***** RECORDS PROVIDED *****

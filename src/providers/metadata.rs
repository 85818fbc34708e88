//! Provider Metadata
//!
//! Declarative descriptors for the providers the toolkit knows about:
//! display names, credential labels, documentation links and the
//! ISO 3166 codes of the locations each provider serves.

use serde::{Deserialize, Serialize};
use std::collections::BTreeSet;

/// Kind of service a provider exposes
#[derive(Debug, Clone, Copy, PartialEq, Eq, Hash, PartialOrd, Ord, Serialize, Deserialize)]
#[serde(rename_all = "lowercase")]
pub enum ProviderType {
    Compute,
    BlobStore,
}

impl std::fmt::Display for ProviderType {
    fn fmt(&self, f: &mut std::fmt::Formatter<'_>) -> std::fmt::Result {
        match self {
            ProviderType::Compute => write!(f, "compute"),
            ProviderType::BlobStore => write!(f, "blobstore"),
        }
    }
}

/// Static description of a provider
#[derive(Debug, Clone, PartialEq, Eq, Serialize, Deserialize)]
#[serde(rename_all = "camelCase")]
pub struct ProviderMetadata {
    pub id: String,
    pub provider_type: ProviderType,
    pub name: String,
    /// Label of the identity credential (e.g. "Access Key ID")
    pub identity_name: String,
    /// Label of the secret credential
    pub credential_name: Option<String>,
    pub homepage: String,
    pub console: Option<String>,
    pub api_documentation: String,
    /// Providers sharing the same account
    pub linked_services: BTreeSet<String>,
    pub iso3166_codes: BTreeSet<String>,
}

fn set(items: &[&str]) -> BTreeSet<String> {
    items.iter().map(|s| s.to_string()).collect()
}

const AWS_LINKED: &[&str] = &["aws-ec2", "aws-elb", "aws-s3", "aws-simpledb"];

impl ProviderMetadata {
    pub fn aws_ec2() -> Self {
        Self {
            id: "aws-ec2".into(),
            provider_type: ProviderType::Compute,
            name: "Amazon Elastic Compute Cloud (EC2)".into(),
            identity_name: "Access Key ID".into(),
            credential_name: Some("Secret Access Key".into()),
            homepage: "http://aws.amazon.com/ec2".into(),
            console: Some("https://console.aws.amazon.com/ec2/home".into()),
            api_documentation: "http://docs.amazonwebservices.com/AWSEC2/latest/APIReference"
                .into(),
            linked_services: set(AWS_LINKED),
            iso3166_codes: set(&[
                "US-VA", "US-CA", "US-OR", "BR-SP", "IE", "SG", "AU-NSW", "JP-13",
            ]),
        }
    }

    pub fn aws_s3() -> Self {
        Self {
            id: "aws-s3".into(),
            provider_type: ProviderType::BlobStore,
            name: "Amazon Simple Storage Service (S3)".into(),
            identity_name: "Access Key ID".into(),
            credential_name: Some("Secret Access Key".into()),
            homepage: "http://aws.amazon.com/s3/".into(),
            console: Some("https://console.aws.amazon.com/s3/home".into()),
            api_documentation: "http://docs.amazonwebservices.com/AmazonS3/latest/API".into(),
            linked_services: set(AWS_LINKED),
            iso3166_codes: set(&["US", "US-CA", "IE", "SG", "JP-13"]),
        }
    }

    pub fn gogrid() -> Self {
        Self {
            id: "gogrid".into(),
            provider_type: ProviderType::Compute,
            name: "GoGrid".into(),
            identity_name: "API Key".into(),
            credential_name: Some("Shared Secret".into()),
            homepage: "http://www.gogrid.com".into(),
            console: Some("https://my.gogrid.com/gogrid".into()),
            api_documentation: "https://wiki.gogrid.com/wiki/index.php/API".into(),
            linked_services: set(&["gogrid"]),
            iso3166_codes: set(&["US-CA", "US-VA", "NL-NH"]),
        }
    }

    pub fn vcloud() -> Self {
        Self {
            id: "vcloud".into(),
            provider_type: ProviderType::Compute,
            name: "VMware vCloud API".into(),
            identity_name: "User at Organization (user@org)".into(),
            credential_name: Some("Password".into()),
            homepage: "http://communities.vmware.com/community/vmtn/developer/forums/vcloudapi"
                .into(),
            console: None,
            api_documentation: "http://www.vmware.com/support/pubs/vcd_pubs.html".into(),
            linked_services: set(&["vcloud"]),
            iso3166_codes: BTreeSet::new(),
        }
    }
}

/// Lookup table of known providers
#[derive(Debug, Clone)]
pub struct ProviderCatalog {
    providers: Vec<ProviderMetadata>,
}

impl ProviderCatalog {
    pub fn new(providers: Vec<ProviderMetadata>) -> Self {
        Self { providers }
    }

    /// Every provider shipped with the toolkit
    pub fn builtin() -> Self {
        Self::new(vec![
            ProviderMetadata::aws_ec2(),
            ProviderMetadata::aws_s3(),
            ProviderMetadata::gogrid(),
            ProviderMetadata::vcloud(),
        ])
    }

    pub fn get(&self, id: &str) -> Option<&ProviderMetadata> {
        self.providers.iter().find(|p| p.id == id)
    }

    pub fn of_type(&self, provider_type: ProviderType) -> impl Iterator<Item = &ProviderMetadata> {
        self.providers
            .iter()
            .filter(move |p| p.provider_type == provider_type)
    }

    pub fn all(&self) -> &[ProviderMetadata] {
        &self.providers
    }
}

impl Default for ProviderCatalog {
    fn default() -> Self {
        Self::builtin()
    }
}
//! Node Handles
//!
//! Every node id handed to callers is a region-qualified handle of the form
//! `region/local-id` (e.g. `us-east-1/i-0abc123`). Strategies decode it to
//! recover the region before talking to the provider.

use crate::error::{Error, Result};
use serde::{Deserialize, Serialize};
use std::fmt;
use std::str::FromStr;

/// Separator between region and provider-local id
pub const DELIMITER: char = '/';

/// Region-qualified node identifier, serialized in its encoded form
#[derive(Debug, Clone, PartialEq, Eq, Hash, PartialOrd, Ord, Serialize, Deserialize)]
#[serde(try_from = "String", into = "String")]
pub struct Handle {
    region: String,
    local_id: String,
}

impl Handle {
    /// Create a handle, validating both parts
    pub fn new(region: impl Into<String>, local_id: impl Into<String>) -> Result<Self> {
        let region = region.into();
        let local_id = local_id.into();

        for (part, value) in [("region", &region), ("local id", &local_id)] {
            if value.is_empty() {
                return Err(Error::malformed_handle(
                    encode_handle(&region, &local_id),
                    format!("empty {}", part),
                ));
            }
            if value.contains(DELIMITER) {
                return Err(Error::malformed_handle(
                    encode_handle(&region, &local_id),
                    format!("{} contains '{}'", part, DELIMITER),
                ));
            }
        }

        Ok(Self { region, local_id })
    }

    pub fn region(&self) -> &str {
        &self.region
    }

    pub fn local_id(&self) -> &str {
        &self.local_id
    }

    /// Encoded opaque id
    pub fn encode(&self) -> String {
        encode_handle(&self.region, &self.local_id)
    }

    pub fn into_parts(self) -> (String, String) {
        (self.region, self.local_id)
    }
}

impl fmt::Display for Handle {
    fn fmt(&self, f: &mut fmt::Formatter<'_>) -> fmt::Result {
        write!(f, "{}{}{}", self.region, DELIMITER, self.local_id)
    }
}

impl FromStr for Handle {
    type Err = Error;

    fn from_str(s: &str) -> Result<Self> {
        decode_handle(s)
    }
}

impl TryFrom<String> for Handle {
    type Error = Error;

    fn try_from(value: String) -> Result<Self> {
        decode_handle(&value)
    }
}

impl From<Handle> for String {
    fn from(handle: Handle) -> Self {
        handle.encode()
    }
}

/// Encode a region and provider-local id into an opaque node id.
///
/// No validation happens here; a delimiter inside either part makes the
/// result undecodable.
pub fn encode_handle(region: &str, local_id: &str) -> String {
    format!("{}{}{}", region, DELIMITER, local_id)
}

/// Decode an opaque node id into its region and provider-local id
pub fn decode_handle(id: &str) -> Result<Handle> {
    if id.is_empty() {
        return Err(Error::malformed_handle(id, "empty handle"));
    }

    let mut parts = id.split(DELIMITER);
    let (region, local_id) = match (parts.next(), parts.next(), parts.next()) {
        (Some(region), Some(local_id), None) => (region, local_id),
        (_, None, _) => {
            return Err(Error::malformed_handle(
                id,
                format!("expected region{}id", DELIMITER),
            ))
        }
        _ => {
            return Err(Error::malformed_handle(
                id,
                format!("more than one '{}'", DELIMITER),
            ))
        }
    };

    if region.is_empty() || local_id.is_empty() {
        return Err(Error::malformed_handle(id, "empty region or id"));
    }

    Ok(Handle {
        region: region.to_string(),
        local_id: local_id.to_string(),
    })
}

*****

ABOUT THIS EXERCISE: In the records above, locate the lines holding the word "https". Copy each of them.

WRITTEN ANSWER:
            console: Some("https://console.aws.amazon.com/ec2/home".into()),
            console: Some("https://console.aws.amazon.com/s3/home".into()),
            console: Some("https://my.gogrid.com/gogrid".into()),
            api_documentation: "https://wiki.gogrid.com/wiki/index.php/API".into(),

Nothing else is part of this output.